Put it this way: Since the start of the 2015 season, Keenum has three touchdown passes of 43 yards or longer against the Bucs -- 43 to Tavon Austin and 44 to Brian Quick last year, and 60 yards to Kenny Britt in 2015. Three such TDs in two games, and the rest of the NFL, in a combined 31 games, has matched that number -- three total: Marcus Mariota to Kendall Wright in the 2015 opener, Carson Palmer to Jaron Brown last year at Arizona, and Jay Cutler to Cameron Meredith on the Hail Mary.
That 2015 game, with the 158.0 rating? It's the second-best QB rating against the Bucs in any game in the last 10 years, trumped only by Mariota's 13-for-15, 4-TD gem in the 2015 opener. Brees and Matt Ryan have faced the Bucs 18 times each in that span, and never had a QB rating as high as Keenum's that day.

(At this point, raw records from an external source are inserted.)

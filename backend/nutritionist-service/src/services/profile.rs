use std::sync::Arc;
use tracing::debug;

use crate::db::RecordStore;
use crate::error::{AppError, Result};
use crate::models::{CoursePreview, Gender, ProfileComment, ProfileDetail, Viewer};
use crate::services::image::ImageUrlResolver;
use crate::services::rating::profile_average;

/// Date format of profile comments
pub const COMMENT_DATE_FORMAT: &str = "%Y/%m/%d";

/// Full public profile of a single nutritionist.
pub struct ProfileService {
    store: Arc<dyn RecordStore>,
    images: Arc<dyn ImageUrlResolver>,
}

impl ProfileService {
    pub fn new(store: Arc<dyn RecordStore>, images: Arc<dyn ImageUrlResolver>) -> Self {
        Self { store, images }
    }

    pub async fn get_profile(&self, nutritionist_id: i32, viewer: Viewer) -> Result<ProfileDetail> {
        let mut snapshot = self.store.snapshot().await?;

        let (nutritionist, owner) = snapshot
            .nutritionist_with_owner(nutritionist_id)
            .await?
            .ok_or_else(|| {
                AppError::NotFound(format!("Nutritionist {} not found", nutritionist_id))
            })?;

        if !nutritionist.is_public && viewer == Viewer::Anonymous {
            debug!(nutritionist_id, "Private profile hidden from anonymous viewer");
            return Err(AppError::NotFound(format!(
                "Nutritionist {} not found",
                nutritionist_id
            )));
        }

        let favorite = match viewer {
            Viewer::Anonymous => false,
            Viewer::User(user_id) => snapshot.is_favorite(user_id, nutritionist_id).await?,
        };

        let mut plans = snapshot.active_plans(&[nutritionist_id]).await?;
        plans.retain(|p| !p.is_delete);
        plans.sort_by_key(|p| (p.rank, p.id));

        let mut comments = snapshot.profile_comments(nutritionist_id).await?;
        comments.sort_by(|a, b| b.create_date.cmp(&a.create_date));

        let rates: Vec<i32> = comments.iter().map(|c| c.rate).collect();
        let rate_avg = profile_average(&rates);

        debug!(
            nutritionist_id,
            plans = plans.len(),
            comments = comments.len(),
            ?rate_avg,
            "Profile assembled"
        );

        Ok(ProfileDetail {
            nutritionist_id: nutritionist.id,
            portrait_image: self.images.resolve(nutritionist.portrait_image.as_deref()),
            expertise: nutritionist.expertise_tags(),
            favorite,
            gender: Gender::from_code(owner.gender),
            title: nutritionist.title,
            city: nutritionist.city,
            education: nutritionist.education,
            experience: nutritionist.experience,
            about_me: nutritionist.about_me,
            course_intro: nutritionist.course_intro,
            course: plans.iter().map(CoursePreview::from).collect(),
            comment: comments
                .into_iter()
                .map(|c| ProfileComment {
                    user_name: c.user_name,
                    content: c.content,
                    rate: c.rate,
                    create_date: c.create_date.format(COMMENT_DATE_FORMAT).to_string(),
                })
                .collect(),
            rate_avg,
        })
    }
}

#[cfg(test)]
mod tests {
    use super::*;
    use crate::db::{InMemoryStore, Records};
    use crate::test_support::*;

    fn service(records: Records) -> ProfileService {
        ProfileService::new(Arc::new(InMemoryStore::new(records)), images())
    }

    fn reviewed_profile() -> Records {
        let mut records = with_owners(Records {
            nutritionists: vec![nutritionist(1, true)],
            plans: vec![plan(10, 1, 2), plan(11, 1, 1)],
            users: vec![user(500, "小明", 0), user(501, "小華", 1)],
            ..Records::default()
        });
        review(&mut records, 1, 10, 500, 4, date(2024, 1, 1));
        review(&mut records, 2, 11, 501, 5, date(2024, 3, 1));
        review(&mut records, 3, 10, 501, 3, date(2024, 2, 1));
        records
    }

    #[tokio::test]
    async fn test_comments_newest_first_with_formatted_dates() {
        let detail = service(reviewed_profile())
            .get_profile(1, Viewer::Anonymous)
            .await
            .unwrap();

        let dates: Vec<&str> = detail.comment.iter().map(|c| c.create_date.as_str()).collect();
        assert_eq!(dates, vec!["2024/03/01", "2024/02/01", "2024/01/01"]);
        assert_eq!(detail.comment[0].user_name, "小華");
        assert_eq!(detail.comment[2].user_name, "小明");
    }

    #[tokio::test]
    async fn test_rate_average_is_flat_over_all_comments() {
        let detail = service(reviewed_profile())
            .get_profile(1, Viewer::Anonymous)
            .await
            .unwrap();
        assert_eq!(detail.rate_avg, Some(4.0));
    }

    #[tokio::test]
    async fn test_courses_by_rank() {
        let detail = service(reviewed_profile())
            .get_profile(1, Viewer::Anonymous)
            .await
            .unwrap();
        let ranks: Vec<i32> = detail.course.iter().map(|c| c.rank).collect();
        assert_eq!(ranks, vec![1, 2]);
    }

    #[tokio::test]
    async fn test_no_plans_means_null_average() {
        let records = with_owners(Records {
            nutritionists: vec![nutritionist(1, true)],
            ..Records::default()
        });

        let detail = service(records).get_profile(1, Viewer::Anonymous).await.unwrap();
        assert!(detail.course.is_empty());
        assert!(detail.comment.is_empty());
        assert_eq!(detail.rate_avg, None);
    }

    #[tokio::test]
    async fn test_deleted_plan_comments_still_count() {
        let mut records = reviewed_profile();
        records.plans.retain(|p| p.id != 11);
        let mut deleted = plan(11, 1, 1);
        deleted.is_delete = true;
        records.plans.push(deleted);

        let detail = service(records).get_profile(1, Viewer::Anonymous).await.unwrap();
        assert_eq!(detail.course.len(), 1);
        assert_eq!(detail.comment.len(), 3);
        assert_eq!(detail.rate_avg, Some(4.0));
    }

    #[tokio::test]
    async fn test_unknown_nutritionist_is_not_found() {
        let err = service(reviewed_profile())
            .get_profile(99, Viewer::Anonymous)
            .await
            .unwrap_err();
        assert!(matches!(err, AppError::NotFound(_)));
    }

    #[tokio::test]
    async fn test_favorite_and_gender() {
        let mut records = reviewed_profile();
        favorite(&mut records, 500, 1);
        // Owner gender code 0 maps to male.
        if let Some(owner) = records.users.iter_mut().find(|u| u.id == 1001) {
            owner.gender = 0;
        }
        let service = service(records);

        let detail = service.get_profile(1, Viewer::User(500)).await.unwrap();
        assert!(detail.favorite);
        assert_eq!(detail.gender, Gender::Male);

        let detail = service.get_profile(1, Viewer::User(501)).await.unwrap();
        assert!(!detail.favorite);

        let detail = service.get_profile(1, Viewer::Anonymous).await.unwrap();
        assert!(!detail.favorite);
    }

    #[tokio::test]
    async fn test_private_profile_hidden_from_anonymous() {
        let records = with_owners(Records {
            nutritionists: vec![nutritionist(3, false)],
            ..Records::default()
        });
        let service = service(records);

        let err = service.get_profile(3, Viewer::Anonymous).await.unwrap_err();
        assert!(matches!(err, AppError::NotFound(_)));

        let detail = service.get_profile(3, Viewer::User(500)).await.unwrap();
        assert_eq!(detail.nutritionist_id, 3);
        assert_eq!(detail.gender, Gender::Female);
    }
}
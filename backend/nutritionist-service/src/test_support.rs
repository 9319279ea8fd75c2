//! Record builders shared by unit tests.

use chrono::{DateTime, TimeZone, Utc};
use std::sync::Arc;

use crate::db::Records;
use crate::models::{Comment, Course, FavoriteList, Nutritionist, Order, Plan, User};
use crate::services::CdnImageResolver;

pub const IMAGE_BASE: &str = "https://cdn.test/images";

pub fn images() -> Arc<CdnImageResolver> {
    Arc::new(CdnImageResolver::new(IMAGE_BASE))
}

pub fn nutritionist(id: i32, is_public: bool) -> Nutritionist {
    Nutritionist {
        id,
        user_id: 1000 + id,
        title: format!("營養師 {}", id),
        is_public,
        city: Some("台北市".to_string()),
        education: None,
        experience: None,
        about_me: None,
        course_intro: None,
        expertise: Some("體重控制,運動營養".to_string()),
        portrait_image: Some(format!("portrait/{}.png", id)),
    }
}

pub fn plan(id: i32, nutritionist_id: i32, rank: i32) -> Plan {
    Plan {
        id,
        nutritionist_id,
        rank,
        course_name: format!("課程 {}", id),
        course_week: 4,
        course_price: 1200,
        tag: Some("減重".to_string()),
        is_delete: false,
    }
}

pub fn user(id: i32, name: &str, gender: i32) -> User {
    User {
        id,
        user_name: name.to_string(),
        gender,
    }
}

pub fn date(y: i32, m: u32, d: u32) -> DateTime<Utc> {
    Utc.with_ymd_and_hms(y, m, d, 9, 30, 0).unwrap()
}

/// Add the owning user row for every nutritionist that lacks one.
pub fn with_owners(mut records: Records) -> Records {
    for n in &records.nutritionists {
        if !records.users.iter().any(|u| u.id == n.user_id) {
            records.users.push(user(n.user_id, &n.title, 1));
        }
    }
    records
}

/// Record a review: order -> course -> comment, all keyed by `comment_id`.
pub fn review(
    records: &mut Records,
    comment_id: i32,
    plan_id: i32,
    user_id: i32,
    rate: i32,
    create_date: DateTime<Utc>,
) {
    records.orders.push(Order {
        id: comment_id,
        user_id,
        plan_id,
    });
    records.courses.push(Course {
        id: comment_id,
        order_id: comment_id,
    });
    records.comments.push(Comment {
        id: comment_id,
        course_id: comment_id,
        rate,
        content: Some(format!("評論 {}", comment_id)),
        create_date,
    });
}

pub fn favorite(records: &mut Records, user_id: i32, nutritionist_id: i32) {
    let id = records.favorites.len() as i32 + 1;
    records.favorites.push(FavoriteList {
        id,
        user_id,
        nutritionist_id,
    });
}
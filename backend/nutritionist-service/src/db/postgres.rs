use async_trait::async_trait;
use sqlx::{PgPool, Postgres, Transaction};
use std::collections::HashSet;

use super::{RecordStore, StoreSnapshot};
use crate::error::Result;
use crate::models::{CommentWithAuthor, Nutritionist, Plan, PlanRates, User};

const NUTRITIONIST_COLUMNS: &str = "n.id, n.user_id, n.title, n.is_public, n.city, n.education, \
     n.experience, n.about_me, n.course_intro, n.expertise, n.portrait_image";

/// PostgreSQL-backed record store
#[derive(Clone)]
pub struct PgRecordStore {
    pool: PgPool,
}

impl PgRecordStore {
    pub fn new(pool: PgPool) -> Self {
        Self { pool }
    }
}

#[async_trait]
impl RecordStore for PgRecordStore {
    async fn snapshot(&self) -> Result<Box<dyn StoreSnapshot>> {
        let tx = db_pool::begin_read_snapshot(&self.pool).await?;
        Ok(Box::new(PgSnapshot { tx }))
    }
}

/// Read-only `REPEATABLE READ` transaction; rolled back on drop.
pub struct PgSnapshot {
    tx: Transaction<'static, Postgres>,
}

#[derive(sqlx::FromRow)]
struct PlanRateRow {
    plan_id: i32,
    nutritionist_id: i32,
    rate: Option<i32>,
}

#[derive(sqlx::FromRow)]
struct NutritionistOwnerRow {
    id: i32,
    user_id: i32,
    title: String,
    is_public: bool,
    city: Option<String>,
    education: Option<String>,
    experience: Option<String>,
    about_me: Option<String>,
    course_intro: Option<String>,
    expertise: Option<String>,
    portrait_image: Option<String>,
    user_name: String,
    gender: i32,
}

impl From<NutritionistOwnerRow> for (Nutritionist, User) {
    fn from(row: NutritionistOwnerRow) -> Self {
        let owner = User {
            id: row.user_id,
            user_name: row.user_name,
            gender: row.gender,
        };
        let nutritionist = Nutritionist {
            id: row.id,
            user_id: row.user_id,
            title: row.title,
            is_public: row.is_public,
            city: row.city,
            education: row.education,
            experience: row.experience,
            about_me: row.about_me,
            course_intro: row.course_intro,
            expertise: row.expertise,
            portrait_image: row.portrait_image,
        };
        (nutritionist, owner)
    }
}

/// Fold `(plan, rate)` rows ordered by plan into one entry per plan.
fn group_plan_rates(rows: Vec<PlanRateRow>) -> Vec<PlanRates> {
    let mut grouped: Vec<PlanRates> = Vec::new();
    for row in rows {
        match grouped.last_mut() {
            Some(last) if last.plan_id == row.plan_id => last.rates.extend(row.rate),
            _ => grouped.push(PlanRates {
                plan_id: row.plan_id,
                nutritionist_id: row.nutritionist_id,
                rates: row.rate.into_iter().collect(),
            }),
        }
    }
    grouped
}

#[async_trait]
impl StoreSnapshot for PgSnapshot {
    async fn ranking_candidates(&mut self, limit: i64) -> Result<Vec<Nutritionist>> {
        let query = format!(
            r#"
            SELECT {}
            FROM nutritionists n
            WHERE n.is_public = TRUE
              AND EXISTS (SELECT 1 FROM plans p WHERE p.nutritionist_id = n.id)
            ORDER BY n.id
            LIMIT $1
            "#,
            NUTRITIONIST_COLUMNS
        );

        let rows = sqlx::query_as::<_, Nutritionist>(&query)
            .bind(limit)
            .fetch_all(&mut *self.tx)
            .await?;

        Ok(rows)
    }

    async fn plan_rates(&mut self, nutritionist_ids: &[i32]) -> Result<Vec<PlanRates>> {
        let rows = sqlx::query_as::<_, PlanRateRow>(
            r#"
            SELECT p.id AS plan_id, p.nutritionist_id, cm.rate
            FROM plans p
            LEFT JOIN orders o ON o.plan_id = p.id
            LEFT JOIN courses c ON c.order_id = o.id
            LEFT JOIN comments cm ON cm.course_id = c.id
            WHERE p.nutritionist_id = ANY($1) AND p.is_delete = FALSE
            ORDER BY p.nutritionist_id, p.id
            "#,
        )
        .bind(nutritionist_ids)
        .fetch_all(&mut *self.tx)
        .await?;

        Ok(group_plan_rates(rows))
    }

    async fn count_public(&mut self) -> Result<i64> {
        let count: i64 =
            sqlx::query_scalar("SELECT COUNT(*) FROM nutritionists WHERE is_public = TRUE")
                .fetch_one(&mut *self.tx)
                .await?;

        Ok(count)
    }

    async fn public_page(&mut self, offset: i64, limit: i64) -> Result<Vec<Nutritionist>> {
        let query = format!(
            r#"
            SELECT {}
            FROM nutritionists n
            WHERE n.is_public = TRUE
            ORDER BY n.id
            LIMIT $1 OFFSET $2
            "#,
            NUTRITIONIST_COLUMNS
        );

        let rows = sqlx::query_as::<_, Nutritionist>(&query)
            .bind(limit)
            .bind(offset)
            .fetch_all(&mut *self.tx)
            .await?;

        Ok(rows)
    }

    async fn favorited_among(
        &mut self,
        user_id: i32,
        nutritionist_ids: &[i32],
    ) -> Result<HashSet<i32>> {
        let ids: Vec<i32> = sqlx::query_scalar(
            r#"
            SELECT DISTINCT nutritionist_id
            FROM favorite_lists
            WHERE user_id = $1 AND nutritionist_id = ANY($2)
            "#,
        )
        .bind(user_id)
        .bind(nutritionist_ids)
        .fetch_all(&mut *self.tx)
        .await?;

        Ok(ids.into_iter().collect())
    }

    async fn active_plans(&mut self, nutritionist_ids: &[i32]) -> Result<Vec<Plan>> {
        let plans = sqlx::query_as::<_, Plan>(
            r#"
            SELECT id, nutritionist_id, rank, course_name, course_week, course_price, tag, is_delete
            FROM plans
            WHERE nutritionist_id = ANY($1) AND is_delete = FALSE
            ORDER BY nutritionist_id, rank, id
            "#,
        )
        .bind(nutritionist_ids)
        .fetch_all(&mut *self.tx)
        .await?;

        Ok(plans)
    }

    async fn nutritionist_with_owner(
        &mut self,
        nutritionist_id: i32,
    ) -> Result<Option<(Nutritionist, User)>> {
        let query = format!(
            r#"
            SELECT {}, u.user_name, u.gender
            FROM nutritionists n
            JOIN users u ON u.id = n.user_id
            WHERE n.id = $1
            "#,
            NUTRITIONIST_COLUMNS
        );

        let row = sqlx::query_as::<_, NutritionistOwnerRow>(&query)
            .bind(nutritionist_id)
            .fetch_optional(&mut *self.tx)
            .await?;

        Ok(row.map(Into::into))
    }

    async fn is_favorite(&mut self, user_id: i32, nutritionist_id: i32) -> Result<bool> {
        let exists: bool = sqlx::query_scalar(
            r#"
            SELECT EXISTS (
                SELECT 1 FROM favorite_lists
                WHERE user_id = $1 AND nutritionist_id = $2
            )
            "#,
        )
        .bind(user_id)
        .bind(nutritionist_id)
        .fetch_one(&mut *self.tx)
        .await?;

        Ok(exists)
    }

    async fn profile_comments(&mut self, nutritionist_id: i32) -> Result<Vec<CommentWithAuthor>> {
        let comments = sqlx::query_as::<_, CommentWithAuthor>(
            r#"
            SELECT u.user_name, cm.content, cm.rate, cm.create_date
            FROM plans p
            JOIN orders o ON o.plan_id = p.id
            JOIN courses c ON c.order_id = o.id
            JOIN comments cm ON cm.course_id = c.id
            JOIN users u ON u.id = o.user_id
            WHERE p.nutritionist_id = $1
            ORDER BY cm.create_date DESC, cm.id DESC
            "#,
        )
        .bind(nutritionist_id)
        .fetch_all(&mut *self.tx)
        .await?;

        Ok(comments)
    }
}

Keenum is rarely the QB of choice for a Bucs opponent -- he took over for Nick Foles in 2015, was holding a spot for Jared Goff early last season, and now could be filling in for an injured Bradford.
It's a good test for how improved the Bucs defense is against the deep ball -- last year, when Keenum had the two long passes, the Bucs had allowed six pass plays of 43-plus yards in three games. They got it together and allowed six total over the remaining 13 games of the season, and didn't allow a play longer than 20 yards in Sunday's win against the Bears. Minnesota had pass plays of 44, 35 and 30 yards in their opener against the Saints, so there's the potential for deep passes if the Bucs aren't ready for it.